Hi, I‘m Pauli. I am Bisexual.

I was born in Guadalajara, Mexico and moved to the United States in 2011. Although I dislike the current government, I have a great appreciation and respect for the Obamas. Even though I miss my country, I believe it’s thanks to the inclusiveness here that I was able to relize my sexuality. Apart from my love for the community, I also enjoy doing gymnastics, astrophysics (and science in general), languages, reading and research, and social sciences. Dogs have a special place in my heart. I have a twink sister and 2 other older sisters and two dedicatedly parents. Although my family isn’t the most accepting, I’m able to live a happy queer life outise of my home. I hope I can move away to university next year so I can live and open life and begin my transition into the person I know I truly am.

What being bisexual means to me

Being bi means I can love a lot more. It opens up a whole world of opportunities. It’s truly wonderful. Also our flag is cute.
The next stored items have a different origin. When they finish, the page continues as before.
//! Core type definitions for the SMO workbench

use crate::core::{Result, SVMError};
use serde::{Deserialize, Serialize};

/// Sparse vector representation with sorted indices
#[derive(Clone, Debug, PartialEq, Serialize, Deserialize)]
pub struct SparseVector {
    /// Sorted indices of non-zero elements
    pub indices: Vec<usize>,
    /// Values corresponding to indices
    pub values: Vec<f64>,
}

impl SparseVector {
    /// Create a new sparse vector, ensuring indices are sorted
    pub fn new(indices: Vec<usize>, values: Vec<f64>) -> Self {
        assert_eq!(
            indices.len(),
            values.len(),
            "Indices and values must have same length"
        );

        let mut pairs: Vec<_> = indices.into_iter().zip(values).collect();
        pairs.sort_by_key(|&(idx, _)| idx);

        let (indices, values): (Vec<_>, Vec<_>) = pairs.into_iter().unzip();
        Self { indices, values }
    }

    /// Build a sparse vector from a dense slice, dropping exact zeros
    pub fn from_dense(dense: &[f64]) -> Self {
        let (indices, values) = dense
            .iter()
            .enumerate()
            .filter(|(_, &v)| v != 0.0)
            .map(|(i, &v)| (i, v))
            .unzip();
        Self { indices, values }
    }

    /// Create an empty sparse vector
    pub fn empty() -> Self {
        Self {
            indices: Vec::new(),
            values: Vec::new(),
        }
    }

    /// Get the value at a specific index (0 if not present)
    pub fn get(&self, index: usize) -> f64 {
        match self.indices.binary_search(&index) {
            Ok(pos) => self.values[pos],
            Err(_) => 0.0,
        }
    }

    /// Iterate over stored `(index, value)` pairs in index order
    pub fn iter(&self) -> impl Iterator<Item = (usize, f64)> + '_ {
        self.indices.iter().copied().zip(self.values.iter().copied())
    }

    /// Check if vector is empty
    pub fn is_empty(&self) -> bool {
        self.indices.is_empty()
    }
}

/// One row of a dataset.
///
/// `values` spans every attribute of the header, so the class attribute may
/// be stored alongside the features; consumers skip the class index.
#[derive(Clone, Debug, PartialEq, Serialize, Deserialize)]
pub struct Instance {
    pub values: SparseVector,
    pub weight: f64,
    /// Index into the nominal class values, `NaN` when missing
    pub class_value: f64,
}

impl Instance {
    /// Create an instance with unit weight
    pub fn new(values: SparseVector, class_value: f64) -> Self {
        Self {
            values,
            weight: 1.0,
            class_value,
        }
    }

    pub fn with_weight(mut self, weight: f64) -> Self {
        self.weight = weight;
        self
    }

    pub fn class_is_missing(&self) -> bool {
        self.class_value.is_nan()
    }
}

/// Attribute typing as delivered by the dataset layer
#[derive(Clone, Debug, PartialEq, Serialize, Deserialize)]
pub enum AttributeKind {
    Numeric,
    Nominal(Vec<String>),
    String,
}

#[derive(Clone, Debug, PartialEq, Serialize, Deserialize)]
pub struct Attribute {
    pub name: String,
    pub kind: AttributeKind,
}

impl Attribute {
    pub fn numeric(name: impl Into<String>) -> Self {
        Self {
            name: name.into(),
            kind: AttributeKind::Numeric,
        }
    }

    pub fn nominal(name: impl Into<String>, values: Vec<String>) -> Self {
        Self {
            name: name.into(),
            kind: AttributeKind::Nominal(values),
        }
    }

    pub fn is_numeric(&self) -> bool {
        matches!(self.kind, AttributeKind::Numeric)
    }

    pub fn is_nominal(&self) -> bool {
        matches!(self.kind, AttributeKind::Nominal(_))
    }
}

/// Attribute schema of a dataset
#[derive(Clone, Debug, PartialEq, Serialize, Deserialize)]
pub struct Header {
    attributes: Vec<Attribute>,
    class_index: Option<usize>,
}

impl Header {
    pub fn new(attributes: Vec<Attribute>, class_index: Option<usize>) -> Self {
        Self {
            attributes,
            class_index,
        }
    }

    pub fn num_attributes(&self) -> usize {
        self.attributes.len()
    }

    pub fn attributes(&self) -> &[Attribute] {
        &self.attributes
    }

    pub fn class_index(&self) -> Option<usize> {
        self.class_index
    }

    pub fn class_attribute(&self) -> Option<&Attribute> {
        self.class_index.and_then(|i| self.attributes.get(i))
    }

    /// Number of class values; 1 for a numeric class, 0 when no class is set
    pub fn num_classes(&self) -> usize {
        match self.class_attribute().map(|a| &a.kind) {
            Some(AttributeKind::Nominal(values)) => values.len(),
            Some(_) => 1,
            None => 0,
        }
    }

    /// Display name of a class value, falling back to its index
    pub fn class_name(&self, class: usize) -> String {
        match self.class_attribute().map(|a| &a.kind) {
            Some(AttributeKind::Nominal(values)) if class < values.len() => values[class].clone(),
            _ => class.to_string(),
        }
    }

    /// Display name of an attribute, falling back to its index
    pub fn attribute_name(&self, index: usize) -> String {
        self.attributes
            .get(index)
            .map(|a| a.name.clone())
            .unwrap_or_else(|| format!("attr{index}"))
    }
}

/// Multiclass prediction produced by pairwise voting
#[derive(Debug, Clone, PartialEq)]
pub struct Prediction {
    /// Winning class index
    pub class: usize,
    /// Votes collected by each class
    pub votes: Vec<usize>,
}

impl Prediction {
    pub fn new(class: usize, votes: Vec<usize>) -> Self {
        Self { class, votes }
    }

    /// Share of the pairwise votes won by the predicted class
    pub fn confidence(&self) -> f64 {
        let total: usize = self.votes.iter().sum();
        if total == 0 {
            0.0
        } else {
            self.votes[self.class] as f64 / total as f64
        }
    }
}

/// Training options for the SMO classifier
#[derive(Debug, Clone, PartialEq, Serialize, Deserialize)]
pub struct SMOConfig {
    /// Complexity constant, upper bound for alpha
    pub c: f64,
    /// Polynomial kernel exponent; 1.0 is the linear machine
    pub exponent: f64,
    /// Normalize numeric attributes to [0, 1] before training
    pub normalize: bool,
    /// Divide the dot product by the number of non-class attributes
    pub rescale: bool,
    /// Add 1 to the dot product before the power
    pub lower_order: bool,
    /// Kernel cache buckets; 0 caches the full kernel matrix
    pub cache_size: usize,
    /// KKT violation tolerance
    pub tol: f64,
    /// Round-off epsilon
    pub eps: f64,
    /// Abort a pair once this many kernel evaluations were spent
    pub max_kernel_evaluations: Option<u64>,
    /// Train class pairs on the rayon thread pool
    pub parallel: bool,
}

impl Default for SMOConfig {
    fn default() -> Self {
        Self {
            c: 1.0,
            exponent: 1.0,
            normalize: true,
            rescale: false,
            lower_order: false,
            cache_size: 1_000_003,
            tol: 1.0e-3,
            eps: 1.0e-12,
            max_kernel_evaluations: None,
            parallel: false,
        }
    }
}

impl SMOConfig {
    /// Whether the machine collapses into a weight vector after training
    pub fn is_linear(&self) -> bool {
        self.exponent == 1.0
    }

    /// Reject inconsistent option combinations before any data is touched
    pub fn validate(&self) -> Result<()> {
        if !(self.c.is_finite() && self.c > 0.0) {
            return Err(SVMError::InvalidParameter(format!(
                "complexity constant C must be positive, got {}",
                self.c
            )));
        }
        if !(self.exponent.is_finite() && self.exponent > 0.0) {
            return Err(SVMError::InvalidParameter(format!(
                "exponent must be positive, got {}",
                self.exponent
            )));
        }
        if self.is_linear() && self.rescale {
            return Err(SVMError::InvalidParameter(
                "can't use rescaling with a linear machine (exponent 1.0)".to_string(),
            ));
        }
        if self.is_linear() && self.lower_order {
            return Err(SVMError::InvalidParameter(
                "can't use lower-order terms with a linear machine (exponent 1.0)".to_string(),
            ));
        }
        if !(self.tol.is_finite() && self.tol > 0.0) {
            return Err(SVMError::InvalidParameter(format!(
                "tolerance must be positive, got {}",
                self.tol
            )));
        }
        if !(self.eps.is_finite() && self.eps >= 0.0) {
            return Err(SVMError::InvalidParameter(format!(
                "epsilon must be non-negative, got {}",
                self.eps
            )));
        }
        Ok(())
    }
}

#[cfg(test)]
mod tests {
    use super::*;

    #[test]
    fn test_sparse_vector_creation() {
        let sv = SparseVector::new(vec![2, 0, 4], vec![2.0, 1.0, 3.0]);

        assert_eq!(sv.indices, vec![0, 2, 4]);
        assert_eq!(sv.values, vec![1.0, 2.0, 3.0]);
    }

    #[test]
    fn test_sparse_vector_get() {
        let sv = SparseVector::new(vec![1, 3, 5], vec![1.0, 2.0, 3.0]);

        assert_eq!(sv.get(0), 0.0);
        assert_eq!(sv.get(1), 1.0);
        assert_eq!(sv.get(3), 2.0);
        assert_eq!(sv.get(6), 0.0);
    }

    #[test]
    fn test_sparse_vector_from_dense_drops_zeros() {
        let sv = SparseVector::from_dense(&[0.0, 1.5, 0.0, -2.0]);
        assert_eq!(sv.indices, vec![1, 3]);
        assert_eq!(sv.values, vec![1.5, -2.0]);
        assert!(SparseVector::from_dense(&[0.0, 0.0]).is_empty());
    }

    #[test]
    #[should_panic(expected = "Indices and values must have same length")]
    fn test_sparse_vector_length_mismatch() {
        SparseVector::new(vec![0, 1], vec![1.0, 2.0, 3.0]);
    }

    #[test]
    fn test_header_class_queries() {
        let header = Header::new(
            vec![
                Attribute::numeric("x"),
                Attribute::nominal("class", vec!["a".into(), "b".into(), "c".into()]),
            ],
            Some(1),
        );
        assert_eq!(header.num_attributes(), 2);
        assert_eq!(header.num_classes(), 3);
        assert_eq!(header.class_name(2), "c");
        assert_eq!(header.attribute_name(0), "x");

        let unset = Header::new(vec![Attribute::numeric("x")], None);
        assert_eq!(unset.num_classes(), 0);
        assert!(unset.class_attribute().is_none());
    }

    #[test]
    fn test_instance_missing_class() {
        let inst = Instance::new(SparseVector::empty(), f64::NAN);
        assert!(inst.class_is_missing());
        assert_eq!(inst.weight, 1.0);
        assert_eq!(inst.with_weight(2.0).weight, 2.0);
    }

    #[test]
    fn test_prediction_confidence() {
        let pred = Prediction::new(1, vec![1, 2, 0]);
        assert_eq!(pred.confidence(), 2.0 / 3.0);
        assert_eq!(Prediction::new(0, vec![0]).confidence(), 0.0);
    }

    #[test]
    fn test_config_default() {
        let config = SMOConfig::default();
        assert_eq!(config.c, 1.0);
        assert_eq!(config.exponent, 1.0);
        assert_eq!(config.cache_size, 1_000_003);
        assert_eq!(config.tol, 1.0e-3);
        assert_eq!(config.eps, 1.0e-12);
        assert!(config.normalize);
        assert!(config.is_linear());
        assert!(config.validate().is_ok());
    }

    #[test]
    fn test_config_rejects_linear_rescale_and_lower_order() {
        let config = SMOConfig {
            rescale: true,
            ..SMOConfig::default()
        };
        assert!(matches!(config.validate(), Err(SVMError::InvalidParameter(_))));

        let config = SMOConfig {
            lower_order: true,
            ..SMOConfig::default()
        };
        assert!(matches!(config.validate(), Err(SVMError::InvalidParameter(_))));

        let config = SMOConfig {
            exponent: 2.0,
            rescale: true,
            lower_order: true,
            ..SMOConfig::default()
        };
        assert!(config.validate().is_ok());
    }

    #[test]
    fn test_config_rejects_bad_numbers() {
        for config in [
            SMOConfig { c: 0.0, ..SMOConfig::default() },
            SMOConfig { tol: -1.0, ..SMOConfig::default() },
            SMOConfig { eps: -1.0, ..SMOConfig::default() },
            SMOConfig { exponent: f64::NAN, ..SMOConfig::default() },
        ] {
            assert!(config.validate().is_err());
        }
    }
}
What I would like the world to know about bisexuals

Bisexuality is not all the same. It isn’t always 50/50. Some bi people are more attracted to one gender than another. And that’s completely fine, we’re still bi! And it isn’t a phase either, nor are we confused. You’ll also find that bis come in different shapes, sizes, colours, backgrounds, lives. And that’s what makes the community wonderful.

What was your path to a bisexual identity?

One day in the 8th grade, a sudden heavy rock fell on me and I realised that I thought that guys AND girls are cute. My first reaction was denial, and the second one was fear. I was afraid of how my future would look like. I knew being part of the LGBT+ community is though because we still face discrimination, and I didn’t want to live in misery because of homophobia. I kept telling myself that I wasn’t, but in the end I came to terms with it. It was a scary process to come out to my close friend. Luckily, I faced nothing but acceptance from them. From my twin sister, I wasn’t so lucky. I haven’t told anyone else in my immediate family because of that. But today I’m proudly bi, even if I wave the flag inside a closet for now.

What is the toughest thing about being bisexual?

The misconceptions and underrepresentation. Sometimes I say that I’m gay instead of bi because of the fear of having to explain or validate my sexuality. It’s also rare that I see an explicit bi character in media. Sometimes the LGBT+ community forgets about us but we’re still here and loud.

What is the best thing about being bisexual?

So many options! You will almost never know the feeling of not finding a gender attractive. You can’t appreocate the aesthetics of the world more as a bi.

How have other people in your life reacted to your bisexuality?

Generally, good! A lot of my classmates know what bisexuality is and they’re accepting of it, nodding in agreement when I tell them. However, I have faced weird looks from my twin sister and the occasional inappropriate joke from straight men.

What advice do you have for someone who thinks they may be bi or who is in the process of coming out as bi?

If you think you’re bi, you probably are. You grew up thinking you were straight and never really realised your attraction to another gender. But once it hits you, don’t deny it. Do research to see if you’re bi, or maybe another’s sexuality that involves attraction to more than one gender. Find a label that best fits you and learn about the community. As for coming out, research will help you explain to people your sexuality so it’s easier for them to understand and accept you.